▶ _DIRECTIONS FOR THIS TASK_:
An exact repetition of the records is required. Leave nothing out.

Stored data
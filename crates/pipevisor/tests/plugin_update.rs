#![cfg(unix)]

use pipevisor::plugin::{
    CommandResolver, PluginManifest, PluginUpdateCoordinator, SkipReason, UpdateError,
    UpdateOptions, UpdateOutcome,
};
use std::os::unix::fs::PermissionsExt;
use std::path::{Path, PathBuf};

const MANIFEST: &str = "\
sources:
  - https://plugins.example.org
plugins:
  - name: input-beats
    version: 6.1.0
    constraint: \"~> 6.0\"
  - name: output-s3
    version: 4.0.0
  - name: filter-custom
    version: 0.1.0
    local: true
";

/// Resolver that records its arguments and answers with canned JSON.
fn write_resolver(dir: &Path) -> PathBuf {
    let log = dir.join("calls.txt");
    let script = format!(
        r#"#!/bin/sh
echo "$*" >> '{log}'
case "$1" in
  outdated)
    echo '{{"input-beats": {{"version": "6.2.0", "service_plugin": true}}, "output-s3": {{"version": "4.0.0", "service_plugin": true}}}}'
    ;;
  update)
    echo '{{"input-beats": "6.2.0", "output-s3": "4.0.0"}}'
    ;;
  *)
    exit 64
    ;;
esac
"#,
        log = log.display()
    );
    let path = dir.join("resolver.sh");
    std::fs::write(&path, script).unwrap();
    std::fs::set_permissions(&path, std::fs::Permissions::from_mode(0o755)).unwrap();
    path
}

fn calls(dir: &Path) -> Vec<String> {
    std::fs::read_to_string(dir.join("calls.txt"))
        .unwrap_or_default()
        .lines()
        .map(str::to_string)
        .collect()
}

#[tokio::test]
async fn minor_conservative_update_through_external_resolver() {
    let dir = tempfile::tempdir().unwrap();
    let manifest = dir.path().join("plugins.yml");
    std::fs::write(&manifest, MANIFEST).unwrap();
    let coordinator = PluginUpdateCoordinator::new(CommandResolver::new(write_resolver(dir.path())));

    let report = coordinator
        .update_file(&manifest, &[], &UpdateOptions::default())
        .await
        .unwrap();

    assert_eq!(
        report.get("input-beats"),
        Some(&UpdateOutcome::Updated {
            from: "6.1.0".into(),
            to: "6.2.0".into()
        })
    );
    assert_eq!(
        report.get("output-s3"),
        Some(&UpdateOutcome::Skipped(SkipReason::AlreadyCurrent))
    );
    assert_eq!(
        report.get("filter-custom"),
        Some(&UpdateOutcome::Skipped(SkipReason::LocallyModified))
    );

    let saved = PluginManifest::load(&manifest).unwrap();
    assert_eq!(saved.find("input-beats").unwrap().version, "6.2.0");
    assert_eq!(saved.find("input-beats").unwrap().constraint.as_deref(), Some("~> 6.0"));

    let calls = calls(dir.path());
    assert_eq!(calls.len(), 2);
    assert_eq!(
        calls[0],
        "outdated --json --source https://plugins.example.org input-beats output-s3"
    );
    assert_eq!(
        calls[1],
        "update --minor --conservative --source https://plugins.example.org input-beats:~> 6.0 output-s3"
    );
}

#[tokio::test]
async fn unsupported_level_is_rejected_before_the_resolver_runs() {
    let dir = tempfile::tempdir().unwrap();
    let manifest = dir.path().join("plugins.yml");
    std::fs::write(&manifest, MANIFEST).unwrap();
    let coordinator = PluginUpdateCoordinator::new(CommandResolver::new(write_resolver(dir.path())));

    let options = UpdateOptions {
        level: "eVeRyThInG".into(),
        ..Default::default()
    };
    let err = coordinator
        .update_file(&manifest, &[], &options)
        .await
        .unwrap_err();

    assert!(matches!(err, UpdateError::UnsupportedLevel(_)));
    assert!(calls(dir.path()).is_empty());
    assert_eq!(std::fs::read_to_string(&manifest).unwrap(), MANIFEST);
}

#[tokio::test]
async fn missing_resolver_fails_every_target() {
    let dir = tempfile::tempdir().unwrap();
    let manifest = dir.path().join("plugins.yml");
    std::fs::write(&manifest, MANIFEST).unwrap();
    let coordinator =
        PluginUpdateCoordinator::new(CommandResolver::new(dir.path().join("no-such-resolver")));

    let report = coordinator
        .update_file(&manifest, &["input-beats".to_string()], &UpdateOptions::default())
        .await
        .unwrap();

    assert!(matches!(report.get("input-beats"), Some(UpdateOutcome::Failed(_))));
    assert_eq!(std::fs::read_to_string(&manifest).unwrap(), MANIFEST);
}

▶ _ANSWER SECTION_:
filename crates/pipevisor/tests/plugin_update.rs
#![cfg(unix)]

use pipevisor::plugin::{
    CommandResolver, PluginManifest, PluginUpdateCoordinator, SkipReason, UpdateError,
    UpdateOptions, UpdateOutcome,
};
use std::os::unix::fs::PermissionsExt;
use std::path::{Path, PathBuf};

const MANIFEST: &str = "\
sources:
  - https://plugins.example.org
plugins:
  - name: input-beats
    version: 6.1.0
    constraint: \"~> 6.0\"
  - name: output-s3
    version: 4.0.0
  - name: filter-custom
    version: 0.1.0
    local: true
";

/// Resolver that records its arguments and answers with canned JSON.
fn write_resolver(dir: &Path) -> PathBuf {
    let log = dir.join("calls.txt");
    let script = format!(
        r#"#!/bin/sh
echo "$*" >> '{log}'
case "$1" in
  outdated)
    echo '{{"input-beats": {{"version": "6.2.0", "service_plugin": true}}, "output-s3": {{"version": "4.0.0", "service_plugin": true}}}}'
    ;;
  update)
    echo '{{"input-beats": "6.2.0", "output-s3": "4.0.0"}}'
    ;;
  *)
    exit 64
    ;;
esac
"#,
        log = log.display()
    );
    let path = dir.join("resolver.sh");
    std::fs::write(&path, script).unwrap();
    std::fs::set_permissions(&path, std::fs::Permissions::from_mode(0o755)).unwrap();
    path
}

fn calls(dir: &Path) -> Vec<String> {
    std::fs::read_to_string(dir.join("calls.txt"))
        .unwrap_or_default()
        .lines()
        .map(str::to_string)
        .collect()
}

#[tokio::test]
async fn minor_conservative_update_through_external_resolver() {
    let dir = tempfile::tempdir().unwrap();
    let manifest = dir.path().join("plugins.yml");
    std::fs::write(&manifest, MANIFEST).unwrap();
    let coordinator = PluginUpdateCoordinator::new(CommandResolver::new(write_resolver(dir.path())));

    let report = coordinator
        .update_file(&manifest, &[], &UpdateOptions::default())
        .await
        .unwrap();

    assert_eq!(
        report.get("input-beats"),
        Some(&UpdateOutcome::Updated {
            from: "6.1.0".into(),
            to: "6.2.0".into()
        })
    );
    assert_eq!(
        report.get("output-s3"),
        Some(&UpdateOutcome::Skipped(SkipReason::AlreadyCurrent))
    );
    assert_eq!(
        report.get("filter-custom"),
        Some(&UpdateOutcome::Skipped(SkipReason::LocallyModified))
    );

    let saved = PluginManifest::load(&manifest).unwrap();
    assert_eq!(saved.find("input-beats").unwrap().version, "6.2.0");
    assert_eq!(saved.find("input-beats").unwrap().constraint.as_deref(), Some("~> 6.0"));

    let calls = calls(dir.path());
    assert_eq!(calls.len(), 2);
    assert_eq!(
        calls[0],
        "outdated --json --source https://plugins.example.org input-beats output-s3"
    );
    assert_eq!(
        calls[1],
        "update --minor --conservative --source https://plugins.example.org input-beats:~> 6.0 output-s3"
    );
}

#[tokio::test]
async fn unsupported_level_is_rejected_before_the_resolver_runs() {
    let dir = tempfile::tempdir().unwrap();
    let manifest = dir.path().join("plugins.yml");
    std::fs::write(&manifest, MANIFEST).unwrap();
    let coordinator = PluginUpdateCoordinator::new(CommandResolver::new(write_resolver(dir.path())));

    let options = UpdateOptions {
        level: "eVeRyThInG".into(),
        ..Default::default()
    };
    let err = coordinator
        .update_file(&manifest, &[], &options)
        .await
        .unwrap_err();

    assert!(matches!(err, UpdateError::UnsupportedLevel(_)));
    assert!(calls(dir.path()).is_empty());
    assert_eq!(std::fs::read_to_string(&manifest).unwrap(), MANIFEST);
}

#[tokio::test]
async fn missing_resolver_fails_every_target() {
    let dir = tempfile::tempdir().unwrap();
    let manifest = dir.path().join("plugins.yml");
    std::fs::write(&manifest, MANIFEST).unwrap();
    let coordinator =
        PluginUpdateCoordinator::new(CommandResolver::new(dir.path().join("no-such-resolver")));

    let report = coordinator
        .update_file(&manifest, &["input-beats".to_string()], &UpdateOptions::default())
        .await
        .unwrap();

    assert!(matches!(report.get("input-beats"), Some(UpdateOutcome::Failed(_))));
    assert_eq!(std::fs::read_to_string(&manifest).unwrap(), MANIFEST);
}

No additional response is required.